__ABOUT THIS TASK__:
Check every line of the entries that follow, and copy the ones containing "TextSize".
====== EXERCISE INPUTS ======
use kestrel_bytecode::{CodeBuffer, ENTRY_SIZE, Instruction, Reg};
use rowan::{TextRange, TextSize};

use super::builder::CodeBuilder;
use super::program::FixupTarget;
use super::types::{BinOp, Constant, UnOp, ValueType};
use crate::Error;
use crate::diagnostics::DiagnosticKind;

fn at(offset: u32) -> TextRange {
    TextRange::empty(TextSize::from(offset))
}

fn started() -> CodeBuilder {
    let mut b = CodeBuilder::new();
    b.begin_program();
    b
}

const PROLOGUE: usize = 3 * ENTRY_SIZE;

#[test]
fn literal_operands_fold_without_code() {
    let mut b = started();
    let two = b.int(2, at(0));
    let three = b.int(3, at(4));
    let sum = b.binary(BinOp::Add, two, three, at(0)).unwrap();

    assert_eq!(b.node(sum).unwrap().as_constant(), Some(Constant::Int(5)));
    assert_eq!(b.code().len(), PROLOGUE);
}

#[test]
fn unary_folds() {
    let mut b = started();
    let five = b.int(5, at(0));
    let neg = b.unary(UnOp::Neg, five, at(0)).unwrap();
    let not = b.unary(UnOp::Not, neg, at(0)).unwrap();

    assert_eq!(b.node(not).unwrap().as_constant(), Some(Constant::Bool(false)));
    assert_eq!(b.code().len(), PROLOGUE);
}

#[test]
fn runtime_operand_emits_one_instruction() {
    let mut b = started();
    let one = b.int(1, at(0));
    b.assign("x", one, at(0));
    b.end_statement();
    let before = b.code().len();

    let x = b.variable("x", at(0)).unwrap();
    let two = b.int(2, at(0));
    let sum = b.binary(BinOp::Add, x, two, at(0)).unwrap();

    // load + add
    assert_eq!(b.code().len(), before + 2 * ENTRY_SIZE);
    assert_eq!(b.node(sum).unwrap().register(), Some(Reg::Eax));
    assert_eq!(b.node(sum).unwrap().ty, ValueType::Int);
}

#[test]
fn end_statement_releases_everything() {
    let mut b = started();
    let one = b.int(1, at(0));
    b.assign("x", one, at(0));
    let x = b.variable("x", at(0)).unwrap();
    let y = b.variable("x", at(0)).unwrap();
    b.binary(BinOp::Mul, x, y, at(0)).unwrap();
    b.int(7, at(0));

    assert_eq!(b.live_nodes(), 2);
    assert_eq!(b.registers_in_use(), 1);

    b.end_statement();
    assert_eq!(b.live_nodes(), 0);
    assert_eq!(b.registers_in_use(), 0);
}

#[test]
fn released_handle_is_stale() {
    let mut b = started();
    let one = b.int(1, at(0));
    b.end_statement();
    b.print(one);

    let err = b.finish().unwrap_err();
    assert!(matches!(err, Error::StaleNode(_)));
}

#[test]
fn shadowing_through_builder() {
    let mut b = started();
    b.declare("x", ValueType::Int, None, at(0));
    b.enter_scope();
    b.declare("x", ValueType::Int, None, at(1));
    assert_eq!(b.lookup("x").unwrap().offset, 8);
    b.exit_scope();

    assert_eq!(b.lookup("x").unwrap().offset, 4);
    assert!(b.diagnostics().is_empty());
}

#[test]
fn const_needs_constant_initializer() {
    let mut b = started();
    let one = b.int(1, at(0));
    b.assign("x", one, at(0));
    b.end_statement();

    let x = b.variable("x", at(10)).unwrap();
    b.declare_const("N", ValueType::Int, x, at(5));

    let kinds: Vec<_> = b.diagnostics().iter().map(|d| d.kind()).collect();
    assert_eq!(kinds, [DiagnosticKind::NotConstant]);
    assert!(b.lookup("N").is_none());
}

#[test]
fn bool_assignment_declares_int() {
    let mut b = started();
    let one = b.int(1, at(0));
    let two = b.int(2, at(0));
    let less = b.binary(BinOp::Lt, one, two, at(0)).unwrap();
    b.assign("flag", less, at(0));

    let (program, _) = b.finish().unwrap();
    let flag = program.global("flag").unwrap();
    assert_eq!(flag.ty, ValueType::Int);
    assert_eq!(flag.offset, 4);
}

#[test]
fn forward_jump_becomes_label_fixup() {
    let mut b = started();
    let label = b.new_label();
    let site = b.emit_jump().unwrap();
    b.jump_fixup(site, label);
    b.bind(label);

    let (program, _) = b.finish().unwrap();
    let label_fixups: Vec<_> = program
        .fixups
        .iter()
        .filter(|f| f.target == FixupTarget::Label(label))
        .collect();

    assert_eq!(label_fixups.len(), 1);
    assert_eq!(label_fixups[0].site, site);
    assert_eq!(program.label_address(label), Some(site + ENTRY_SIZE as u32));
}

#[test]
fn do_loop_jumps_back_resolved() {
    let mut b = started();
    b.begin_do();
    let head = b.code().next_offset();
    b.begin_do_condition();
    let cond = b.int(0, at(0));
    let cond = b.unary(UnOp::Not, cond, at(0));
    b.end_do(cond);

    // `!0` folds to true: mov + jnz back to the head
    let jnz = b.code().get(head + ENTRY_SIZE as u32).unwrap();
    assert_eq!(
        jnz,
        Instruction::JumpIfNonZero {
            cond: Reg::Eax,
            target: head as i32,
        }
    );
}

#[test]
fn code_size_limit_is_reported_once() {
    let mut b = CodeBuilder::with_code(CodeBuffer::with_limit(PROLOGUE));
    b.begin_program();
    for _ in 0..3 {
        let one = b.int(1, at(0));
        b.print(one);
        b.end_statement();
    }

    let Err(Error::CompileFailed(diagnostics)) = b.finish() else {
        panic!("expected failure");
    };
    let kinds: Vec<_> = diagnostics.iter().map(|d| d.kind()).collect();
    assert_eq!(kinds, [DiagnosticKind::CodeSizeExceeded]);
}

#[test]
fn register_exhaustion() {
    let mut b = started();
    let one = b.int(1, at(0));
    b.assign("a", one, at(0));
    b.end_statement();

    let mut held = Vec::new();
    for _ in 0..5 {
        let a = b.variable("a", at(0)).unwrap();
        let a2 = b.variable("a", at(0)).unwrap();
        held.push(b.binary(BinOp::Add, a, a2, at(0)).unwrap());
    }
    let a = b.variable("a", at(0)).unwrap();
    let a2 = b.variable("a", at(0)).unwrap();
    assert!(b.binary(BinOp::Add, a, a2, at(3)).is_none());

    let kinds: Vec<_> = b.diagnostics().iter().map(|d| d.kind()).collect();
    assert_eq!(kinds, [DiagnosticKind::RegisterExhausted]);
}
======
__RESPONSE TO THE EXERCISE__:
use rowan::{TextRange, TextSize};
    TextRange::empty(TextSize::from(offset))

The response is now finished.